* _EXERCISE DETAILS_
Nothing but the lines below between the line holding "let result = plain_task(ProjectId::new(), title);" and the line holding "let expected = Err(TaskDomainError::TitleTooLong", inclusive, should appear in the answer, each set down exactly.

* _INFORMATION GIVEN_
=== Section Start ===

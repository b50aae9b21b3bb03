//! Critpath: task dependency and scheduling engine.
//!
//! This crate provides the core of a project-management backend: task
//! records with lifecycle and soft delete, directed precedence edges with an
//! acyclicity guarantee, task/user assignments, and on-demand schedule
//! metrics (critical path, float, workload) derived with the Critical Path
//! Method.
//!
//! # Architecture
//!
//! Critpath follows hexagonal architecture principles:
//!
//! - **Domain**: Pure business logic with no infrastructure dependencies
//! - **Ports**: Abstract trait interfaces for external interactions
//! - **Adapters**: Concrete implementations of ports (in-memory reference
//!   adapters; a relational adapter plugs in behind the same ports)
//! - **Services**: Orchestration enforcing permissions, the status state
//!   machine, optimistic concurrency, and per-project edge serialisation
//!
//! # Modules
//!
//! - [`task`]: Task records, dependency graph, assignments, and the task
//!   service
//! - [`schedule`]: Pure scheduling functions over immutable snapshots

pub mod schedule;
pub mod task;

=== Section End ===
=== Section Start ===

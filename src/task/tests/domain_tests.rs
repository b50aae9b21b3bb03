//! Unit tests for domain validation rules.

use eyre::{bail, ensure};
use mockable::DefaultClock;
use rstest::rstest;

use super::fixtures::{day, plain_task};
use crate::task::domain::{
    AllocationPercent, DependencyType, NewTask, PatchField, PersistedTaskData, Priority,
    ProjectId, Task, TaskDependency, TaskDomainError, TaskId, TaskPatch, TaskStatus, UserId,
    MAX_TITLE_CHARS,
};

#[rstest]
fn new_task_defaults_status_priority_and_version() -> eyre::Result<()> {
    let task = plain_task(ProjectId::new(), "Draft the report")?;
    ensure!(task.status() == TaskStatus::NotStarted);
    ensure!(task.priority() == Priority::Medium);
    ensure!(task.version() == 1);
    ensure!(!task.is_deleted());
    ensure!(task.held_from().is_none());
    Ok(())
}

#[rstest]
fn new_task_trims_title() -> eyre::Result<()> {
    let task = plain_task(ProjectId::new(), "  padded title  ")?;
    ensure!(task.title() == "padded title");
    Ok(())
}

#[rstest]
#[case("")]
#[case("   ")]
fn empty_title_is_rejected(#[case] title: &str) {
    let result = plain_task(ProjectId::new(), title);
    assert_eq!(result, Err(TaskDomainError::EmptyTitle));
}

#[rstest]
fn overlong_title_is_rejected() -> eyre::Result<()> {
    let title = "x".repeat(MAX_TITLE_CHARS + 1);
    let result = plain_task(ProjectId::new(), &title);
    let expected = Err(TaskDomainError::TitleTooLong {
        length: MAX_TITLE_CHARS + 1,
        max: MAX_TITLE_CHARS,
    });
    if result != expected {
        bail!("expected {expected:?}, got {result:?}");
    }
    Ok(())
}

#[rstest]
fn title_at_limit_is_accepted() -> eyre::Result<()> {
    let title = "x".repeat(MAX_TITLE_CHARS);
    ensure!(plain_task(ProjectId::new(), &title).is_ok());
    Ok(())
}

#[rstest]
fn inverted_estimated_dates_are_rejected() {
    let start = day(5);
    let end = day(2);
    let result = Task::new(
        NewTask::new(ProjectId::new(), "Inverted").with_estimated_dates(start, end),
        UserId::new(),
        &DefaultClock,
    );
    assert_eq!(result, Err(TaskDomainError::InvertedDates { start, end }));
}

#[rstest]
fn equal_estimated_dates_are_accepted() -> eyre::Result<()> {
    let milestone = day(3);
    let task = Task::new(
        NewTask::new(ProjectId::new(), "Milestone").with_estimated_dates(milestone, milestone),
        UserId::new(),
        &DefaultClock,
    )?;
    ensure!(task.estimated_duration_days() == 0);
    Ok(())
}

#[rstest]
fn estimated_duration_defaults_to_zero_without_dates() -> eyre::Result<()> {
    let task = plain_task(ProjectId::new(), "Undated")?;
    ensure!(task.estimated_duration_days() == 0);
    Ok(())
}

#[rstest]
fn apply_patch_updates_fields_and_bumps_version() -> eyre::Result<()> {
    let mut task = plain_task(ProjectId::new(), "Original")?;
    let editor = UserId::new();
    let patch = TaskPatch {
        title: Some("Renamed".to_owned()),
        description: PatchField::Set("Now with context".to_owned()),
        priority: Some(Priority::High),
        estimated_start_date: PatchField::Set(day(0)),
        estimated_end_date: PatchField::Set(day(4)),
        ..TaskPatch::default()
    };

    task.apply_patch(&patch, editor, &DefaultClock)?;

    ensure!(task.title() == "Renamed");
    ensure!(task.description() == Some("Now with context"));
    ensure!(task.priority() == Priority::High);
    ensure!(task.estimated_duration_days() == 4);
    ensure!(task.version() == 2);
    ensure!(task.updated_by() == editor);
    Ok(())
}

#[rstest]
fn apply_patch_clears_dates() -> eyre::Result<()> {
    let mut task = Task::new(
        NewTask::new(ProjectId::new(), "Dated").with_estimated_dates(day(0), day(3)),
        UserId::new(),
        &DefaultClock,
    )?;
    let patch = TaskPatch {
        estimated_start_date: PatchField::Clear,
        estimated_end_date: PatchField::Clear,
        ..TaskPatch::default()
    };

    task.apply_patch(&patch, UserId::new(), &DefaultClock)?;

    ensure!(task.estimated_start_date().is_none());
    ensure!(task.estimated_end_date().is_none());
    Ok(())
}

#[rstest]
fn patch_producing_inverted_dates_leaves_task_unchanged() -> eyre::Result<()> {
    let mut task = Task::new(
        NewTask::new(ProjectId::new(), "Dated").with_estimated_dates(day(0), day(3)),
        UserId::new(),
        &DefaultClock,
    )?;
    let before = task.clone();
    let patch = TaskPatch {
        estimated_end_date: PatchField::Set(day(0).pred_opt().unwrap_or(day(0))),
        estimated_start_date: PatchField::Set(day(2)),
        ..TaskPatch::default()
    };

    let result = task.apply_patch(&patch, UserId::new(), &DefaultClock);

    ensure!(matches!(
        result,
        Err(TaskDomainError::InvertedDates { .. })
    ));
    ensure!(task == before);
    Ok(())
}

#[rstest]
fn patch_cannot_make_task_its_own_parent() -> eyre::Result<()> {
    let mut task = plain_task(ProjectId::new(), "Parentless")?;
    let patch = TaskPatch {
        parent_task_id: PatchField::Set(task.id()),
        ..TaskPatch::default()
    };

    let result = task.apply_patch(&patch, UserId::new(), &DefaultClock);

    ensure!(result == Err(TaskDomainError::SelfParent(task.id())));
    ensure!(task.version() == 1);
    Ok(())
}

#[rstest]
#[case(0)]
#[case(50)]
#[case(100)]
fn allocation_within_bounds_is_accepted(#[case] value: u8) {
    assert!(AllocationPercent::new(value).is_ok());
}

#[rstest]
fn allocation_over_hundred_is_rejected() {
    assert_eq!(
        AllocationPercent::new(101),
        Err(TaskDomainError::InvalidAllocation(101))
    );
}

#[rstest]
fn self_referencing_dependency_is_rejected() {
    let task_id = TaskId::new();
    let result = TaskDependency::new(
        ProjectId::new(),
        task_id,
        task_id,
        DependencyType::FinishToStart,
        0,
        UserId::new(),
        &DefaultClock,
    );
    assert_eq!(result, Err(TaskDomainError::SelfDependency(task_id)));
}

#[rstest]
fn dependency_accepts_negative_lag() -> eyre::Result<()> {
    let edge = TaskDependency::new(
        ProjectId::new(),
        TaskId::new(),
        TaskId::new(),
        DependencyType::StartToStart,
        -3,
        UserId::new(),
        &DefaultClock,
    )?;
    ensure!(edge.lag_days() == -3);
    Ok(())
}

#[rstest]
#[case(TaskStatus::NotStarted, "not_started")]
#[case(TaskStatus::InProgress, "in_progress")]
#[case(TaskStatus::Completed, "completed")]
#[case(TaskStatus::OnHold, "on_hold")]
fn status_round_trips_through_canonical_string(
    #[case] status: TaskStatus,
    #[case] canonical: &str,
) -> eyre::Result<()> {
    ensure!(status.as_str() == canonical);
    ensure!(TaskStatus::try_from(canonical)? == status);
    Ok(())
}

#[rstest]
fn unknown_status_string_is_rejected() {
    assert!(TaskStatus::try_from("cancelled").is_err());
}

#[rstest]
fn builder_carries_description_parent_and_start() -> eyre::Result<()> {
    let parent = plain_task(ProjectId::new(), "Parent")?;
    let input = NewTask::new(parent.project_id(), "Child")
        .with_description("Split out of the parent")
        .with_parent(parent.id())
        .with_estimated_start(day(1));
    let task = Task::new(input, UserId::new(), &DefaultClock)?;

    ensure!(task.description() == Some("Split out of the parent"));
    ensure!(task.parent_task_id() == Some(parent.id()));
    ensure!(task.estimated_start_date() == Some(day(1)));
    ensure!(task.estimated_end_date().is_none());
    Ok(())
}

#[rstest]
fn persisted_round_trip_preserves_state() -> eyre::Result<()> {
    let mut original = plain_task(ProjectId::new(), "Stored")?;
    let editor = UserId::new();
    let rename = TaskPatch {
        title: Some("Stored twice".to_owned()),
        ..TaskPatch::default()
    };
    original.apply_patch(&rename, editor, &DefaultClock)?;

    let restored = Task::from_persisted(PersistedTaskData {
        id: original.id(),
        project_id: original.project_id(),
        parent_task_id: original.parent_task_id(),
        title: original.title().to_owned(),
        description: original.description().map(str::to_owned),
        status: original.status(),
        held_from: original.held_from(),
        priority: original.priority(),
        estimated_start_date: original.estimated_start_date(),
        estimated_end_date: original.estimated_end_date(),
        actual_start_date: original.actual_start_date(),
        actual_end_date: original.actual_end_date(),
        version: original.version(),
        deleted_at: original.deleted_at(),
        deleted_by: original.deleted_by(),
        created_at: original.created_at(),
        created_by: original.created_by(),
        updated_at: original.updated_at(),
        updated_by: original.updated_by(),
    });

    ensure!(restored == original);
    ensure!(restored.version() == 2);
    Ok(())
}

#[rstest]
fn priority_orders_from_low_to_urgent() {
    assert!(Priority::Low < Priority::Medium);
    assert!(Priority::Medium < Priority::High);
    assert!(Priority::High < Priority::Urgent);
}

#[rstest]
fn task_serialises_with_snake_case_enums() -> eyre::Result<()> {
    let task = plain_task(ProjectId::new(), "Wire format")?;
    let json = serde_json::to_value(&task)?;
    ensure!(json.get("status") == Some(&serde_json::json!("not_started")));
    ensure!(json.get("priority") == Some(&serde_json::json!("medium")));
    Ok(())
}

=== Section End ===

* _SOLUTION TO THE PROBLEM_
    let result = plain_task(ProjectId::new(), title);
    assert_eq!(result, Err(TaskDomainError::EmptyTitle));
}

#[rstest]
fn overlong_title_is_rejected() -> eyre::Result<()> {
    let title = "x".repeat(MAX_TITLE_CHARS + 1);
    let result = plain_task(ProjectId::new(), &title);
    let expected = Err(TaskDomainError::TitleTooLong {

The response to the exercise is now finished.